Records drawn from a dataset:
==========

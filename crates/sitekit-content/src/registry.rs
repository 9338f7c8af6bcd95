//! Typed component registry and page rendering.
//!
//! Page section lists reference renderers by a string discriminator. The
//! registry maps the closed [`ComponentType`] set to renderer instances,
//! validating them when they are registered, and dispatch never fails: an
//! unknown or missing type yields a placeholder variant instead.

use crate::error::{ContentError, Result};
use crate::resolver::{SectionHandle, SectionResolver, SectionSnapshot};
use futures::future::join_all;
use sitekit_core::content::{self, Content};
use sitekit_core::markup::escape_html;
use sitekit_core::{ComponentType, Section, SectionBackground, SectionId};
use std::collections::BTreeMap;
use std::sync::Arc;
use tracing::{debug, warn};

/// A presentational section renderer.
pub trait SectionRenderer: Send + Sync {
    /// The discriminator this renderer answers to.
    fn component_type(&self) -> ComponentType;

    /// Complete default content; its top-level keys define the schema.
    fn default_content(&self) -> serde_json::Value;

    /// Render one section from its resolved snapshot.
    fn render(&self, section: &Section, snapshot: &SectionSnapshot) -> String;
}

struct Registered {
    renderer: Arc<dyn SectionRenderer>,
    defaults: Content,
}

/// Closed map from component type to renderer.
#[derive(Default)]
pub struct ComponentRegistry {
    components: BTreeMap<ComponentType, Registered>,
}

/// Outcome of looking up a raw component type string.
pub enum Dispatch {
    /// A registered renderer
    Found {
        /// Parsed component type
        kind: ComponentType,
        /// Renderer
        renderer: Arc<dyn SectionRenderer>,
        /// Validated default content
        defaults: Content,
    },
    /// The string names no registered renderer
    NotFound {
        /// Requested discriminator
        requested: String,
        /// Registered types
        available: Vec<ComponentType>,
    },
    /// The section has no component type at all
    MissingType,
}

impl ComponentRegistry {
    /// Create an empty registry.
    #[must_use]
    pub fn new() -> Self {
        Self::default()
    }

    /// Register `renderer` under `kind`.
    ///
    /// # Errors
    /// Returns [`ContentError::Registration`] if `kind` is already taken, the
    /// renderer reports a different type, or its default content is not a
    /// JSON object.
    pub fn register(&mut self, kind: ComponentType, renderer: Arc<dyn SectionRenderer>) -> Result<()> {
        if renderer.component_type() != kind {
            return Err(ContentError::Registration(format!(
                "renderer for {} registered under {kind}",
                renderer.component_type()
            )));
        }
        if self.components.contains_key(&kind) {
            return Err(ContentError::Registration(format!(
                "{kind} is already registered"
            )));
        }
        let defaults = content::as_object(renderer.default_content()).map_err(|e| {
            ContentError::Registration(format!("default content of {kind}: {e}"))
        })?;

        debug!(component = %kind, keys = defaults.len(), "registered section renderer");
        self.components.insert(kind, Registered { renderer, defaults });
        Ok(())
    }

    /// Renderer for `kind`.
    #[must_use]
    pub fn get(&self, kind: ComponentType) -> Option<Arc<dyn SectionRenderer>> {
        self.components.get(&kind).map(|r| Arc::clone(&r.renderer))
    }

    /// Default content for `kind`.
    #[must_use]
    pub fn default_content(&self, kind: ComponentType) -> Option<Content> {
        self.components.get(&kind).map(|r| r.defaults.clone())
    }

    /// Registered types in order.
    #[must_use]
    pub fn available(&self) -> Vec<ComponentType> {
        self.components.keys().copied().collect()
    }

    /// Whether `kind` is registered.
    #[must_use]
    pub fn contains(&self, kind: ComponentType) -> bool {
        self.components.contains_key(&kind)
    }

    /// Number of registered renderers.
    #[must_use]
    pub fn len(&self) -> usize {
        self.components.len()
    }

    /// Whether nothing is registered.
    #[must_use]
    pub fn is_empty(&self) -> bool {
        self.components.is_empty()
    }

    /// Look up a raw discriminator from a page section list.
    #[must_use]
    pub fn dispatch(&self, raw: &str) -> Dispatch {
        if raw.trim().is_empty() {
            return Dispatch::MissingType;
        }

        let registered = raw
            .parse::<ComponentType>()
            .ok()
            .and_then(|kind| self.components.get(&kind).map(|r| (kind, r)));

        match registered {
            Some((kind, r)) => Dispatch::Found {
                kind,
                renderer: Arc::clone(&r.renderer),
                defaults: r.defaults.clone(),
            },
            None => {
                warn!(component = raw, "component type not registered");
                Dispatch::NotFound {
                    requested: raw.to_string(),
                    available: self.available(),
                }
            }
        }
    }
}

/// Rendered (or placeholder) output for one section.
#[derive(Debug, Clone, PartialEq)]
pub enum RenderOutput {
    /// Output of a registered renderer
    Rendered {
        /// Renderer output
        html: String,
        /// Whether the section was still loading
        loading: bool,
        /// Last read or write failure
        error: Option<String>,
    },
    /// No renderer for the requested type
    NotFound {
        /// Requested discriminator
        requested: String,
        /// Registered types
        available: Vec<ComponentType>,
    },
    /// The section had no component type
    MissingType,
}

impl RenderOutput {
    /// Markup for this output, including placeholders.
    #[must_use]
    pub fn html(&self, section_id: &SectionId) -> String {
        match self {
            Self::Rendered { html, .. } => html.clone(),
            Self::NotFound {
                requested,
                available,
            } => {
                let available = available
                    .iter()
                    .map(|kind| kind.as_str())
                    .collect::<Vec<_>>()
                    .join(", ");
                let requested = escape_html(requested);
                let section_id = escape_html(section_id.as_str());
                format!(
                    "<div class=\"section-placeholder\"><h2>Component Not Found</h2>\
                     <p>Could not load component \"{requested}\"</p>\
                     <p>Section ID: {section_id}</p><p>Available: {available}</p></div>"
                )
            }
            Self::MissingType => {
                let section_id = escape_html(section_id.as_str());
                format!(
                    "<div class=\"section-placeholder\"><h2>Missing Component Type</h2>\
                     <p>Section \"{section_id}\" has no component_type defined</p></div>"
                )
            }
        }
    }
}

/// One rendered entry of a page.
#[derive(Debug, Clone, PartialEq)]
pub struct RenderedSection {
    /// Section id
    pub id: SectionId,
    /// Raw discriminator
    pub component_type: String,
    /// Background metadata, passed through for the section wrapper
    pub background: Option<SectionBackground>,
    /// First visible section
    pub is_first: bool,
    /// Last visible section
    pub is_last: bool,
    /// Output
    pub output: RenderOutput,
}

enum Slot {
    Live {
        renderer: Arc<dyn SectionRenderer>,
        handle: SectionHandle,
    },
    Placeholder(RenderOutput),
}

struct PageEntry {
    section: Section,
    slot: Slot,
}

/// Opens one handle per visible section of a page.
#[derive(Clone)]
pub struct PageRenderer {
    registry: Arc<ComponentRegistry>,
    resolver: SectionResolver,
}

impl PageRenderer {
    /// Create a page renderer.
    #[must_use]
    pub fn new(registry: Arc<ComponentRegistry>, resolver: SectionResolver) -> Self {
        Self { registry, resolver }
    }

    /// Registry used for dispatch.
    #[must_use]
    pub fn registry(&self) -> &Arc<ComponentRegistry> {
        &self.registry
    }

    /// Open every visible section. Hidden sections are skipped entirely.
    #[must_use]
    pub fn open(&self, sections: &[Section]) -> PageView {
        let entries = sections
            .iter()
            .filter(|section| section.visible)
            .map(|section| {
                let slot = match self.registry.dispatch(&section.component_type) {
                    Dispatch::Found {
                        renderer, defaults, ..
                    } => Slot::Live {
                        renderer,
                        handle: self.resolver.open(section.id.clone(), defaults),
                    },
                    Dispatch::NotFound {
                        requested,
                        available,
                    } => Slot::Placeholder(RenderOutput::NotFound {
                        requested,
                        available,
                    }),
                    Dispatch::MissingType => Slot::Placeholder(RenderOutput::MissingType),
                };
                PageEntry {
                    section: section.clone(),
                    slot,
                }
            })
            .collect();

        PageView { entries }
    }
}

/// The open sections of one page.
///
/// Dropping the view closes every handle.
pub struct PageView {
    entries: Vec<PageEntry>,
}

impl PageView {
    /// Number of visible sections.
    #[must_use]
    pub fn len(&self) -> usize {
        self.entries.len()
    }

    /// Whether the page has no visible section.
    #[must_use]
    pub fn is_empty(&self) -> bool {
        self.entries.is_empty()
    }

    /// Handle of a rendered section.
    #[must_use]
    pub fn handle(&self, id: &SectionId) -> Option<&SectionHandle> {
        self.entries.iter().find_map(|entry| match &entry.slot {
            Slot::Live { handle, .. } if &entry.section.id == id => Some(handle),
            _ => None,
        })
    }

    /// Mutable handle of a rendered section, for waiting on changes.
    pub fn handle_mut(&mut self, id: &SectionId) -> Option<&mut SectionHandle> {
        self.entries.iter_mut().find_map(|entry| match &mut entry.slot {
            Slot::Live { handle, .. } if &entry.section.id == id => Some(handle),
            _ => None,
        })
    }

    /// Wait until every section's initial fetch has settled.
    pub async fn wait_loaded(&mut self) {
        let pending = self.entries.iter_mut().filter_map(|entry| match &mut entry.slot {
            Slot::Live { handle, .. } => Some(handle.wait_loaded()),
            Slot::Placeholder(_) => None,
        });
        for result in join_all(pending).await {
            if let Err(err) = result {
                debug!("section closed while loading page: {err}");
            }
        }
    }

    /// Render every section in page order.
    #[must_use]
    pub fn render(&self) -> Vec<RenderedSection> {
        let last = self.entries.len().saturating_sub(1);
        self.entries
            .iter()
            .enumerate()
            .map(|(index, entry)| {
                let output = match &entry.slot {
                    Slot::Live { renderer, handle } => {
                        let snapshot = handle.snapshot();
                        RenderOutput::Rendered {
                            html: renderer.render(&entry.section, &snapshot),
                            loading: snapshot.loading,
                            error: snapshot.error,
                        }
                    }
                    Slot::Placeholder(output) => output.clone(),
                };
                RenderedSection {
                    id: entry.section.id.clone(),
                    component_type: entry.section.component_type.clone(),
                    background: entry.section.background.clone(),
                    is_first: index == 0,
                    is_last: index == last,
                    output,
                }
            })
            .collect()
    }

    /// Close every handle.
    pub fn close(self) {
        for entry in &self.entries {
            if let Slot::Live { handle, .. } = &entry.slot {
                handle.close();
            }
        }
    }
}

==========

**Task requirements**
For every line in the entries above that contains "resolver", add one to a count, and give that number by itself.

**Response for this exercise**
5